Yes, that data could be transformed into a Java program; which then needs to be saved, compiled, ...

Then questions arise such as: do you want to keep source code around, or compiled code; what about versioning (of data, or the underlying JRE)?

Long story short: Java code isn't a very convenient format to represent data. Thus: instead of turning your data into Java code, turn it into some JSON representation for example.

The point is: when your classes are really following "bean style"; and they already have getters/setters/default constructors - then any decent JSON parser library should work "out of the box". You throw your Car object at it; and out comes nice, standard JSON. Then you write a little helper tool that reads such files and turns them back into Car objects.

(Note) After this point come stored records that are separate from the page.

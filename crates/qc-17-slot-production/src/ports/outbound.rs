//! Outbound ports (driven side - SPI)

use crate::domain::{AuthorityId, Block, Header, OutputAndProof, PreDigest, Slot, VrfInput};
use crate::error::Result;
use async_trait::async_trait;
use primitive_types::H256;

/// Port: Read side of the block store (plus the import path used by callers
/// outside this subsystem)
///
/// Accesses are bounded and read-only from the point of view of the slot
/// clock, so the trait is synchronous.
pub trait BlockStore: Send + Sync {
    /// Hash of the best block
    fn best_block_hash(&self) -> Result<H256>;

    /// Header by hash
    fn header(&self, hash: &H256) -> Result<Header>;

    /// Arrival timestamp (milliseconds) recorded when the block was imported
    fn arrival_time(&self, hash: &H256) -> Result<u64>;

    /// Import a block together with its arrival timestamp
    fn add_block(&self, block: Block, arrival_time: u64) -> Result<()>;
}

/// Port: Local key capability used for slot claims
pub trait KeySource: Send + Sync {
    /// Public key of the authority key currently in use
    fn public_key(&self) -> Result<AuthorityId>;

    /// Evaluate the VRF over the slot transcript
    fn prove_vrf(&self, input: &VrfInput) -> Result<OutputAndProof>;
}

/// Port: Wall clock in milliseconds
pub trait WallClock: Send + Sync {
    /// Current time in milliseconds since the Unix epoch
    fn now_ms(&self) -> u64;
}

/// System time wall clock
#[derive(Clone, Copy, Debug, Default)]
pub struct SystemWallClock;

impl WallClock for SystemWallClock {
    fn now_ms(&self) -> u64 {
        std::time::SystemTime::now()
            .duration_since(std::time::UNIX_EPOCH)
            .map(|elapsed| elapsed.as_millis() as u64)
            .unwrap_or_default()
    }
}

/// Port: Fetch pending transactions from the transaction queue
#[async_trait]
pub trait TransactionSource: Send + Sync {
    /// Get up to `max_count` pending encoded transactions
    async fn pending_transactions(&self, max_count: u32) -> Result<Vec<Vec<u8>>>;
}

/// Request handed to the block assembly pipeline for a won slot
#[derive(Clone, Debug)]
pub struct BlockRequest {
    /// Header of the block to build on
    pub parent: Header,

    /// Won slot
    pub slot: Slot,

    /// Claim to embed in the header digest
    pub pre_digest: PreDigest,

    /// Transactions to include
    pub transactions: Vec<Vec<u8>>,
}

/// Port: Build a block for a won slot
#[async_trait]
pub trait BlockAssembler: Send + Sync {
    /// Assemble (and seal) a block from the request
    async fn assemble_block(&self, request: BlockRequest) -> Result<Block>;
}

/// Port: Hand an assembled block to the import/broadcast path
#[async_trait]
pub trait BlockBroadcaster: Send + Sync {
    /// Import the block locally and announce it to the network
    async fn broadcast_block(&self, block: Block) -> Result<()>;
}

/// Port: Publish events to Event Bus
#[async_trait]
pub trait EventPublisher: Send + Sync {
    /// Publish generic event
    async fn publish_event(&self, topic: &str, payload: Vec<u8>) -> Result<()>;
}

#[cfg(test)]
mod tests {
    use super::*;

    #[test]
    fn test_system_clock_is_after_2020() {
        // 2020-01-01T00:00:00Z
        assert!(SystemWallClock.now_ms() > 1_577_836_800_000);
    }
}
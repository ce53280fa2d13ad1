//! Inbound ports (driving side - API)

use crate::domain::OutputAndProof;
use crate::error::Result;
use async_trait::async_trait;

/// Primary port: Slot production service
#[async_trait]
pub trait SlotProducerService: Send + Sync {
    /// Start the slot ticker
    async fn start(&self) -> Result<()>;

    /// Stop the slot ticker, waiting for an in-flight slot to finish
    async fn stop(&self) -> Result<()>;

    /// Current session status
    async fn status(&self) -> SessionStatus;

    /// Lottery result recorded for a slot
    ///
    /// `None` if the slot was never evaluated, `Some(None)` if it was lost.
    async fn slot_claim(&self, slot_number: u64) -> Option<Option<OutputAndProof>>;
}

/// Session status snapshot
#[derive(Clone, Debug, Default, PartialEq)]
pub struct SessionStatus {
    /// Ticker is running
    pub active: bool,

    /// Index of the active epoch, if one has begun
    pub current_epoch: Option<u64>,

    /// Highest slot handed to the lottery
    pub last_handled_slot: Option<u64>,

    /// Highest slot won
    pub last_claimed_slot: Option<u64>,

    /// Slots evaluated by the lottery
    pub slots_evaluated: u64,

    /// Slots won
    pub slots_won: u64,

    /// Slots skipped on recoverable failures
    pub slots_skipped: u64,

    /// Blocks assembled and broadcast
    pub blocks_produced: u64,

    /// Error that stopped the ticker
    pub last_error: Option<String>,
}
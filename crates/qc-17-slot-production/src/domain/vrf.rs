//! sr25519 VRF over the slot transcript
//!
//! Transcript fields are appended in a fixed order with fixed labels; any
//! change here breaks verification of every block produced before it.

use super::entities::{AuthorityId, OutputAndProof, VrfInput};
use crate::error::{Result, SlotProductionError};
use merlin::Transcript;
use schnorrkel::vrf::{VRFPreOut, VRFProof};
use schnorrkel::{Keypair, PublicKey};

/// Domain separation label for slot lottery transcripts
pub const SLOT_VRF_CONTEXT: &[u8] = b"QC17SlotLottery";

/// Build the VRF transcript for a slot
pub fn make_transcript(input: &VrfInput) -> Transcript {
    let mut transcript = Transcript::new(SLOT_VRF_CONTEXT);
    transcript.append_u64(b"slot number", input.slot_number);
    transcript.append_u64(b"current epoch", input.epoch_index);
    transcript.append_message(b"chain randomness", &input.randomness);
    transcript
}

/// Evaluate the VRF with `keypair`
pub fn prove(keypair: &Keypair, input: &VrfInput) -> OutputAndProof {
    let (inout, proof, _) = keypair.vrf_sign(make_transcript(input));
    OutputAndProof::new(inout.to_preout().0, proof.to_bytes())
}

/// Check a claimed output and proof against `public_key`
///
/// Malformed key or proof bytes are errors; a well-formed proof that does
/// not verify yields `Ok(false)`.
pub fn verify_vrf(
    public_key: &AuthorityId,
    input: &VrfInput,
    claim: &OutputAndProof,
) -> Result<bool> {
    let public = PublicKey::from_bytes(public_key)
        .map_err(|e| SlotProductionError::InvalidKey(e.to_string()))?;
    let proof = VRFProof::from_bytes(&claim.proof)
        .map_err(|e| SlotProductionError::EncodingError(format!("VRF proof: {e}")))?;

    Ok(public
        .vrf_verify(make_transcript(input), &VRFPreOut(claim.output), &proof)
        .is_ok())
}
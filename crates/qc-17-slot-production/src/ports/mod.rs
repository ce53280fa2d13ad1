//! Hexagonal architecture ports (interfaces)

pub mod inbound;
pub mod outbound;

pub use inbound::*;
pub use outbound::*;
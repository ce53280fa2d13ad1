//! Error types for the slot production subsystem

use primitive_types::H256;
use thiserror::Error;

/// Result type alias for slot production operations
pub type Result<T> = std::result::Result<T, SlotProductionError>;

/// Errors that can occur during slot production
#[derive(Debug, Error)]
pub enum SlotProductionError {
    /// Slot interval with `start > end`
    #[error("Invalid slot range: start {start} is after end {end}")]
    InvalidRange {
        /// Interval start
        start: u64,
        /// Interval end
        end: u64,
    },

    /// No block history to estimate time from
    #[error("No block history available for slot estimation")]
    EmptyHistory,

    /// Local key source cannot produce a VRF proof
    #[error("Signing unavailable: {0}")]
    SigningUnavailable(String),

    /// Pre-digest or numeric encoding failure
    #[error("Encoding error: {0}")]
    EncodingError(String),

    /// Lottery invoked before an epoch threshold was computed
    #[error("Epoch threshold has not been set")]
    ThresholdUnset,

    /// Key type identifier not recognised
    #[error("Unknown key type: {0}")]
    UnknownKeyType(String),

    /// Derived public key differs from the one supplied with the secret
    #[error("Public key mismatch: derived {derived}, provided {provided}")]
    PublicKeyMismatch {
        /// Hex public key derived from the secret
        derived: String,
        /// Hex public key supplied by the caller
        provided: String,
    },

    /// Malformed key material
    #[error("Invalid key: {0}")]
    InvalidKey(String),

    /// Threshold requested for an empty authority set
    #[error("Authority set is empty")]
    EmptyAuthoritySet,

    /// Pre-digest requested for a slot this authority did not win
    #[error("Not selected as proposer for slot {slot}")]
    NotProposer {
        /// Slot number
        slot: u64,
    },

    /// Non-genesis header without a pre-digest entry
    #[error("Header {0:?} has no pre-digest")]
    MissingPreDigest(H256),

    /// Block not known to the store
    #[error("Unknown block: {0:?}")]
    UnknownBlock(H256),

    /// Block store failure
    #[error("Store error: {0}")]
    StoreError(String),

    /// Block assembly collaborator failure
    #[error("Assembly error: {0}")]
    AssemblyError(String),

    /// Broadcast/import collaborator failure
    #[error("Broadcast error: {0}")]
    BroadcastError(String),

    /// Invalid configuration
    #[error("Invalid configuration: {0}")]
    InvalidConfig(String),

    /// Session already running
    #[error("Slot session already running")]
    AlreadyRunning,

    /// Session not running
    #[error("Slot session not active")]
    NotActive,

    /// Internal error
    #[error("Internal error: {0}")]
    InternalError(String),
}

impl SlotProductionError {
    /// Check if error only affects the current slot (skip and continue)
    pub fn is_recoverable(&self) -> bool {
        matches!(
            self,
            Self::SigningUnavailable(_)
                | Self::NotProposer { .. }
                | Self::AssemblyError(_)
                | Self::BroadcastError(_)
                | Self::StoreError(_)
        )
    }

    /// Check if error is critical (should stop production)
    pub fn is_critical(&self) -> bool {
        matches!(
            self,
            Self::InvalidRange { .. }
                | Self::EncodingError(_)
                | Self::InvalidConfig(_)
                | Self::InternalError(_)
        )
    }
}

Done.

That is the way to go (and this advise comes from somebody who worked on a system where the architect wanted exactly that what you are asking for; and we spent a lot of time and pain to get there ... but that was more than 10 years ago; and in 2017 you simply don't do that any more).

Given your latest comment (as you are mainly interested in unit testcode); I would suggest to look into using the builder pattern here.

So that your code would boil down to

new CarBuilder().wheel(new WheelBuilder(). ...

The nice thing about that: there are various ways to generate such builders for you; for example project Lombok has a @Builder annotation!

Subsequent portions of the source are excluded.